Menurut dia, difabel minim akses kredit perbankan. Dari 118 bank dan 200 perusahaan asuransi yang terdaftar, sedikit sekali yang memberi fasilitas bagi penyandang disabilitas. “Dan lokasinya sporadis.”
Kusumaningtuti mengapresiasi beberapa bank yang telah berinisiatif menggunakan fasilitas suara pada mesin anjungan tunai mandiri mereka. Sebab dengan begitu penyandang tunanetra dapat menggunakan ATM secara mandiri. OJK akan terus melakukan sosialisasi kewajiban perbankan agar para difabel terlayani. “Kami mulai dengan mengedukasi dan menambah volunteer.”
Peraturan OJK di antaranya mengatur tentang perlindungan konsumen sektor jasa keuangan. Peraturan itu mewajibkan seluruh pelaku usaha jasa keuangan menyediakan layanan khusus kepada konsumen berkebutuhan khusus. Yang dimaksud dengan konsumen berkebutuhan khusus ialah penderita tunarungu, tunanetra, dan nasabah berusia 60 tahun atau lebih. Layanan khusus yang wajib tersedia di antaranya penyediaan formulir khusus yang menggunakan huruf Braille. Aturan ini berlaku sejak 6 Agustus 2014.

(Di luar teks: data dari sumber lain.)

//! Continuation-link pagination with per-page retry.
//!
//! The fetch loop is an explicit state machine:
//!
//! ```text
//!            success + next link
//!          +---------------------+
//!          v                     |
//!   --> Fetching --success, no link--> Done
//!        |    ^
//!  retryable  | after backoff
//!        v    |
//!       Retrying
//!        |
//!   budget spent --> Exhausted        fatal error --> Failed
//! ```
//!
//! Retries never move past a page: a page that cannot be fetched aborts the
//! whole run, so the caller never sees a record set with a hole in it.

use crate::model::{FatalKind, FetchError, RawRecord};
use std::time::Duration;
use thiserror::Error;
use tracing::{debug, info, warn};

// ============================================================================
// Page source
// ============================================================================

/// One decoded response page.
#[derive(Debug, Clone, Default, PartialEq)]
pub struct Page {
    pub records: Vec<RawRecord>,
    pub next_link: Option<String>,
}

/// Why a single page request failed.
#[derive(Debug, Clone, PartialEq, Error)]
pub enum PageError {
    /// Timeouts, dropped connections, 5xx. Worth another attempt.
    #[error("{0}")]
    Retryable(String),
    /// Anything a retry cannot fix.
    #[error("{message}")]
    Fatal { kind: FatalKind, message: String },
}

/// Something that can fetch one page by URL.
pub trait PageSource {
    fn get_page(&self, url: &str) -> Result<Page, PageError>;
}

// ============================================================================
// Retry policy
// ============================================================================

#[derive(Debug, Clone, Copy, PartialEq)]
pub struct RetryPolicy {
    /// Total attempts per page, first try included.
    pub max_attempts: u32,
    pub initial_delay: Duration,
    pub multiplier: u32,
}

impl Default for RetryPolicy {
    fn default() -> Self {
        Self {
            max_attempts: 5,
            initial_delay: Duration::from_secs(2),
            multiplier: 2,
        }
    }
}

impl RetryPolicy {
    /// Delay after the `failed_attempt`-th failure (1-based): 2s, 4s, 8s, ...
    pub fn delay_for(&self, failed_attempt: u32) -> Duration {
        let factor = self
            .multiplier
            .saturating_pow(failed_attempt.saturating_sub(1));
        self.initial_delay.saturating_mul(factor)
    }
}

// ============================================================================
// State machine
// ============================================================================

#[derive(Debug, Clone, PartialEq)]
pub enum FetchState {
    Fetching { url: String, attempt: u32 },
    Retrying { url: String, attempt: u32, delay: Duration, error: String },
    Exhausted { url: String, attempts: u32, error: String },
    Failed { url: String, kind: FatalKind, message: String },
    Done,
}

/// Everything a completed fetch produced.
#[derive(Debug, Clone, Default, PartialEq)]
pub struct FetchOutcome {
    pub records: Vec<RawRecord>,
    pub pages: usize,
    pub retries: usize,
}

pub struct PaginatedFetcher<'a, S: PageSource + ?Sized> {
    source: &'a S,
    policy: RetryPolicy,
    sleep: Box<dyn Fn(Duration) + 'a>,
}

impl<'a, S: PageSource + ?Sized> PaginatedFetcher<'a, S> {
    pub fn new(source: &'a S, policy: RetryPolicy) -> Self {
        Self {
            source,
            policy,
            sleep: Box::new(std::thread::sleep),
        }
    }

    /// Replaces the backoff sleep, e.g. to record delays in tests.
    pub fn with_sleep(mut self, sleep: impl Fn(Duration) + 'a) -> Self {
        self.sleep = Box::new(sleep);
        self
    }

    /// Follows continuation links from `start_url` until the last page.
    pub fn fetch_all(&self, start_url: &str) -> Result<FetchOutcome, FetchError> {
        let mut outcome = FetchOutcome::default();
        let mut state = FetchState::Fetching {
            url: start_url.to_string(),
            attempt: 1,
        };

        loop {
            state = match state {
                FetchState::Exhausted { url, attempts, error } => {
                    return Err(FetchError::Exhausted {
                        url,
                        attempts,
                        last_error: error,
                    });
                }
                FetchState::Failed { url, kind, message } => {
                    return Err(FetchError::Fatal { url, kind, message });
                }
                FetchState::Done => {
                    info!(
                        pages = outcome.pages,
                        records = outcome.records.len(),
                        retries = outcome.retries,
                        "fetch complete"
                    );
                    return Ok(outcome);
                }
                other => self.step(other, &mut outcome),
            };
        }
    }

    /// Advances one non-terminal state.
    pub fn step(&self, state: FetchState, outcome: &mut FetchOutcome) -> FetchState {
        match state {
            FetchState::Fetching { url, attempt } => {
                debug!(%url, attempt, "requesting page");
                match self.source.get_page(&url) {
                    Ok(page) => {
                        outcome.pages += 1;
                        outcome.records.extend(page.records);
                        match page.next_link.filter(|next| !next.trim().is_empty()) {
                            Some(next) if next == url => FetchState::Failed {
                                url,
                                kind: FatalKind::LinkLoop,
                                message: "continuation link points at the current page".to_string(),
                            },
                            Some(next) => {
                                info!(
                                    page = outcome.pages,
                                    records = outcome.records.len(),
                                    "page fetched, following continuation link"
                                );
                                FetchState::Fetching { url: next, attempt: 1 }
                            }
                            None => FetchState::Done,
                        }
                    }
                    Err(PageError::Retryable(error)) if attempt < self.policy.max_attempts => {
                        FetchState::Retrying {
                            delay: self.policy.delay_for(attempt),
                            url,
                            attempt,
                            error,
                        }
                    }
                    Err(PageError::Retryable(error)) => FetchState::Exhausted {
                        url,
                        attempts: attempt,
                        error,
                    },
                    Err(PageError::Fatal { kind, message }) => FetchState::Failed { url, kind, message },
                }
            }
            FetchState::Retrying { url, attempt, delay, error } => {
                warn!(
                    %url,
                    attempt,
                    max_attempts = self.policy.max_attempts,
                    delay_secs = delay.as_secs_f64(),
                    %error,
                    "page request failed, retrying"
                );
                outcome.retries += 1;
                (self.sleep)(delay);
                FetchState::Fetching { url, attempt: attempt + 1 }
            }
            terminal => terminal,
        }
    }
}

// ============================================================================
// Tests
// ============================================================================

Sementara itu, Pusat Studi Layanan Disabilitas (PSLD) Universitas Brawijaya Malang mencatat 94 persen difabel di Malang, Mojokerto, dan Surabaya tidak pernah mencatat keuangan mereka. Penelitian yang dilakukan pada 2014 itu menyebutkan hanya 6 persen difabel di daerah tersebut yang memiliki catatan keuangan yang baik.
Sebanyak 51,02 persen dari mereka tidak memiliki tabungan dan sisanya, 48,98, persen memiliki tabungan. “Ini menunjukkan bahwa mereka belum memiliki perencanaan dan pengaturan keuangan dengan baik. Ini tentu sangat memprihatinkan,” kata Ketua PSLD sekaligus pengajar di Unibraw, Slamet Tohari.

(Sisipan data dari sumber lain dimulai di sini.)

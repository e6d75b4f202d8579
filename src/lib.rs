//! Retrieves CBS renewable electricity statistics (dataset 82610ENG),
//! reshapes production and capacity per energy source into yearly series,
//! exports them to an XLSX workbook and verifies them against published
//! reference figures.
//!
//! Pipeline: fetch → classify → aggregate → export → verify (see `pipeline`).

pub mod analysis;
pub mod categories;
pub mod config;
pub mod export;
pub mod ingest;
pub mod logging;
pub mod model;
pub mod pipeline;
pub mod reference;
pub mod verify;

Sebanyak 65 persen kaum difabel kesulitan mengakses jasa keuangan. Penyebab tertinggi, sebesar 27,03 persen, ialah ketidakterjangkauan infrastruktur. Karena alasan itu, mereka enggan melakukan transaksi di lembaga jasa keuangan. “Sisanya karena persyaratan yang menyulitkan, disabilitas yang dialami, dan sarana-prasarana yang tak mendukung.”